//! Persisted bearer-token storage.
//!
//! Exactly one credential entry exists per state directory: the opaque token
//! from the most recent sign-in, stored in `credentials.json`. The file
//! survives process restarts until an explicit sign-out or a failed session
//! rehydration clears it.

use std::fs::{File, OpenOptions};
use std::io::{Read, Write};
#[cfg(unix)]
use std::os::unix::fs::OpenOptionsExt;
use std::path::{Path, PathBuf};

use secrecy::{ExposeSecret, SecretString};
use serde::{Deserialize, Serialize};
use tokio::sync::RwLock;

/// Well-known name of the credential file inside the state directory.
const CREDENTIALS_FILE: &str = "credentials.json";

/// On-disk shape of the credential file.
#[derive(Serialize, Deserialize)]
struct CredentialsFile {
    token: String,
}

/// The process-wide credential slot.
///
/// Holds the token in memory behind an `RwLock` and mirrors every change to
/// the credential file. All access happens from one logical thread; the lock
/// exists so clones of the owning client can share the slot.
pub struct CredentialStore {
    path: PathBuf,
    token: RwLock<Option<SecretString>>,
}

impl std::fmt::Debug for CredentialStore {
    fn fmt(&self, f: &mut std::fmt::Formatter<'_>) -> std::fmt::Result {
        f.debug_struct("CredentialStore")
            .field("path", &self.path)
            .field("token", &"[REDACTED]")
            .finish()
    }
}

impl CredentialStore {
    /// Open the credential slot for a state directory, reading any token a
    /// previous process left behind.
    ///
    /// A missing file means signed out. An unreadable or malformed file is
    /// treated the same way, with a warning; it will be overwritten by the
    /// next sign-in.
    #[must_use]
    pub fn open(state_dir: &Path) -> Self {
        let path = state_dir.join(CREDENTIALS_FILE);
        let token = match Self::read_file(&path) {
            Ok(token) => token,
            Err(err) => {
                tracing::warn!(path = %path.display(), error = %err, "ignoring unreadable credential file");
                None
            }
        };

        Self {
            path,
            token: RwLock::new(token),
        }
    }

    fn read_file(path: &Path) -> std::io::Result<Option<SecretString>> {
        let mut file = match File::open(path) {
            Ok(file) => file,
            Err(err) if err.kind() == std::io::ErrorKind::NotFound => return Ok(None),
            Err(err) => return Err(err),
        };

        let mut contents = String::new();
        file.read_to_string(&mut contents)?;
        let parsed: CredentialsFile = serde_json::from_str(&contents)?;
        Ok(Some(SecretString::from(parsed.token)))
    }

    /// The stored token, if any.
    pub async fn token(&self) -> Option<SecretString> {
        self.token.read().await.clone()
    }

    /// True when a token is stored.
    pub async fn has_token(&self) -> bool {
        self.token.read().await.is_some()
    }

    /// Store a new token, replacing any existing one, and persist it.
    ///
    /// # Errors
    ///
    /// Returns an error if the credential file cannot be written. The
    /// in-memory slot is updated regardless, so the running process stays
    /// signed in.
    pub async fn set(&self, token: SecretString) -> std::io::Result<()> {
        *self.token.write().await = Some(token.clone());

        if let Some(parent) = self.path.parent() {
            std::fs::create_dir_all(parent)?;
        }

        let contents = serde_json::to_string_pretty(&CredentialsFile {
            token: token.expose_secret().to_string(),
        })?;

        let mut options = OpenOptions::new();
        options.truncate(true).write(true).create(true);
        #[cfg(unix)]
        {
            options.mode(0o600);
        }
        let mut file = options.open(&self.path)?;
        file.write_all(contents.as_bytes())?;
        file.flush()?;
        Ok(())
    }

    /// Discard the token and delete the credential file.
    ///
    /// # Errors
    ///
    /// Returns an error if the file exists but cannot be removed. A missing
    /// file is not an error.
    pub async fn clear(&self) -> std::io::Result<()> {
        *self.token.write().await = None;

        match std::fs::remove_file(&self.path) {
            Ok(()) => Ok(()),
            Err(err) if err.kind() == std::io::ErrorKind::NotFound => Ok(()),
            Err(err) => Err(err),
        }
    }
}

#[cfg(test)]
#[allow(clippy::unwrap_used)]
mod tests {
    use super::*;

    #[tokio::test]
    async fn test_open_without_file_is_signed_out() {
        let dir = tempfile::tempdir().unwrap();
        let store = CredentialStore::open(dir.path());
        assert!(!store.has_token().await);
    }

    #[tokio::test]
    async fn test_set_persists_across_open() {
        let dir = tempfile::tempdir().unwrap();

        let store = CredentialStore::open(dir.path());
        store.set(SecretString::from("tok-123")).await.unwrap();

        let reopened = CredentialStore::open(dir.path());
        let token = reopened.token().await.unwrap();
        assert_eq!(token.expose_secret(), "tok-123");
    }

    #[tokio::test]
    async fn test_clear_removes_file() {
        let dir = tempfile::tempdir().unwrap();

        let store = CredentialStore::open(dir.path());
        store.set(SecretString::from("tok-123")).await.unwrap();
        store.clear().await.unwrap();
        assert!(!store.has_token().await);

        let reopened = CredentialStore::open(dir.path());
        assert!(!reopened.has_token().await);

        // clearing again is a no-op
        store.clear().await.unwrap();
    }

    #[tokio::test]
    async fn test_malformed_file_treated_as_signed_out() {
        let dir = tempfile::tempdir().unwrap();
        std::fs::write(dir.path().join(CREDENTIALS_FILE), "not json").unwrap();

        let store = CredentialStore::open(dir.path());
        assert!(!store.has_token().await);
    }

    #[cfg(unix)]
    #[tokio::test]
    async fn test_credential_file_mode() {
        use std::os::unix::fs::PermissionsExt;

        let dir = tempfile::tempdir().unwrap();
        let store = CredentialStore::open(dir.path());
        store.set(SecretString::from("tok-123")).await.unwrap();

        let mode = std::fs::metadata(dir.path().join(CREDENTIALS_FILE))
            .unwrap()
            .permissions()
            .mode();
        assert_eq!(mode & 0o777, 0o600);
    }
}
______________________________
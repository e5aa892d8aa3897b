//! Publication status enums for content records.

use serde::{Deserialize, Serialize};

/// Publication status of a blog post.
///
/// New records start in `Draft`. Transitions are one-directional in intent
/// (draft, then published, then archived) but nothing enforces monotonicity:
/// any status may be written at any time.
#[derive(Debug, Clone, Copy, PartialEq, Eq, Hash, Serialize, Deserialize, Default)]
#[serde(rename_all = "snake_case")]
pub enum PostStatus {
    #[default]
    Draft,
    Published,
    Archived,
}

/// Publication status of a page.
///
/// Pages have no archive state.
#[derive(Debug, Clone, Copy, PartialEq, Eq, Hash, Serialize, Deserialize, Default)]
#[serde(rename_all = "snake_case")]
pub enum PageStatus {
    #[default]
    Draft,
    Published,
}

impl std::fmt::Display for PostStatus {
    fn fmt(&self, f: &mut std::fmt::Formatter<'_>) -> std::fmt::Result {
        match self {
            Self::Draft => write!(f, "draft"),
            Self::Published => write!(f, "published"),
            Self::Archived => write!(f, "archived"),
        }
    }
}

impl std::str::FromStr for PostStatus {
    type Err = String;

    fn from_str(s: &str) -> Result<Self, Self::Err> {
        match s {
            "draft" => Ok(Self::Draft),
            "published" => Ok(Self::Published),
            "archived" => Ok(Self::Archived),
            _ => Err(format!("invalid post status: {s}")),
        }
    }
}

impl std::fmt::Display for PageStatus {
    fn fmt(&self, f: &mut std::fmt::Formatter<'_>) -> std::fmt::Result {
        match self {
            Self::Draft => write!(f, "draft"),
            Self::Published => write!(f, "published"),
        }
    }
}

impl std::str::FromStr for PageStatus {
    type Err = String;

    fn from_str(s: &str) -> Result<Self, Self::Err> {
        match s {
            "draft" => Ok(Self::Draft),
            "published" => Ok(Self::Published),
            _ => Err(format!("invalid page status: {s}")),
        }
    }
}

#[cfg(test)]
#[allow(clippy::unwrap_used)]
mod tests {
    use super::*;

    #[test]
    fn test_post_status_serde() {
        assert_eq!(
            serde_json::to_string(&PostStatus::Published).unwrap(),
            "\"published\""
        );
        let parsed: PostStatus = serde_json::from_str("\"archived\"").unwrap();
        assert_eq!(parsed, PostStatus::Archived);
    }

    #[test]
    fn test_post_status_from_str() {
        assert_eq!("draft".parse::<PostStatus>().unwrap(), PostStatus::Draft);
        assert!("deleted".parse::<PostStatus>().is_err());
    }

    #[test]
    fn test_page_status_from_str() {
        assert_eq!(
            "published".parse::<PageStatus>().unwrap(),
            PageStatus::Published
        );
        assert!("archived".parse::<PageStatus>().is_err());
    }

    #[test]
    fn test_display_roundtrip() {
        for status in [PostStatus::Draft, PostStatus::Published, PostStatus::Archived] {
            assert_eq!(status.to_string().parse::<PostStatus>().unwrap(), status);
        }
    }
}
______________________________
## THE PROBLEM
Look back at the entries above and repeat, unchanged, every line from the line holding "if let Some(parent)" through the line holding "let mut options = OpenOptions::new();".

## EXERCISE RESPONSE
        if let Some(parent) = self.path.parent() {
            std::fs::create_dir_all(parent)?;
        }

        let contents = serde_json::to_string_pretty(&CredentialsFile {
            token: token.expose_secret().to_string(),
        })?;

        let mut options = OpenOptions::new();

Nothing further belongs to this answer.